Cette technologie d’imagerie microscopique laser à haute résolution « confocale » sélectionne la profondeur du point focal. Elle surpasse ainsi la microscopie standard en reconstruisant des images tridimensionnelles grâce à un algorithme spécifique. Cette capacité permet d’évaluer des surfaces irrégulières présentant différents points focaux. De plus, elle autorise une analyse en temps réel et une cinématographie par balayages successifs.
La sonde laser du Cellvizio, conçue pour s’introduire dans les endoscopes classiques et prochainement dans les laparoscopes rigides, a notamment été utilisée pour déterminer le niveau de perfusion intestinale en observant les modifications précoces de la muqueuse induites par l’ischémie. Bien qu’encore expérimentale, cette technologie présente un potentiel considérable comme aide à la décision peropératoire, notamment avec le développement de logiciels de diagnostic pathologique automatisé.
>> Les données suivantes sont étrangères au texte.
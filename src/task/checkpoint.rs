use std::path::Path;

use serde::{Deserialize, Serialize};

/// Advisory task state snapshot for crash recovery.
#[derive(Debug, Clone, Serialize, Deserialize)]
pub struct Checkpoint {
    pub task_id: String,
    pub state: String,
    #[serde(default, skip_serializing_if = "String::is_empty")]
    pub history_hash: String,
}

/// Write a checkpoint file. No-op when `dir` is empty.
pub fn write_checkpoint(dir: &str, task_id: &str, state: &str, history_hash: &str) -> anyhow::Result<()> {
    if dir.is_empty() {
        return Ok(());
    }
    std::fs::create_dir_all(dir)?;
    let path = Path::new(dir).join(format!("{}.checkpoint.json", task_id));
    let data = serde_json::to_vec(&Checkpoint {
        task_id: task_id.to_string(),
        state: state.to_string(),
        history_hash: history_hash.to_string(),
    })?;
    std::fs::write(path, data)?;
    Ok(())
}

/// Remove a checkpoint file. No-op when `dir` is empty.
pub fn remove_checkpoint(dir: &str, task_id: &str) -> anyhow::Result<()> {
    if dir.is_empty() {
        return Ok(());
    }
    let path = Path::new(dir).join(format!("{}.checkpoint.json", task_id));
    match std::fs::remove_file(path) {
        Ok(()) => Ok(()),
        Err(e) if e.kind() == std::io::ErrorKind::NotFound => Ok(()),
        Err(e) => Err(e.into()),
    }
}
Conclusion : vers une chirurgie augmentée et automatisée
Les avancées technologiques transformant la stratégie et la technique chirurgicales suivent une trajectoire fulgurante, propulsée par les innovations en robotique et informatique. L’intégration de ces technologies s’amplifiera pour institutionnaliser la chirurgie assistée par ordinateur, pratiquée par des cyber-chirurgiens, et ouvrir la voie à la chirurgie partiellement automatisée.
Le chirurgien augmenté n’est plus une vision futuriste mais une réalité en constante évolution. La fusion homme-machine enrichit les capacités sensorielles et techniques du praticien, améliorant la précision des gestes et la sécurité des interventions. En définitive, cette révolution technologique bénéficie directement aux patients, avec des procédures moins invasives, plus précises et plus sûres.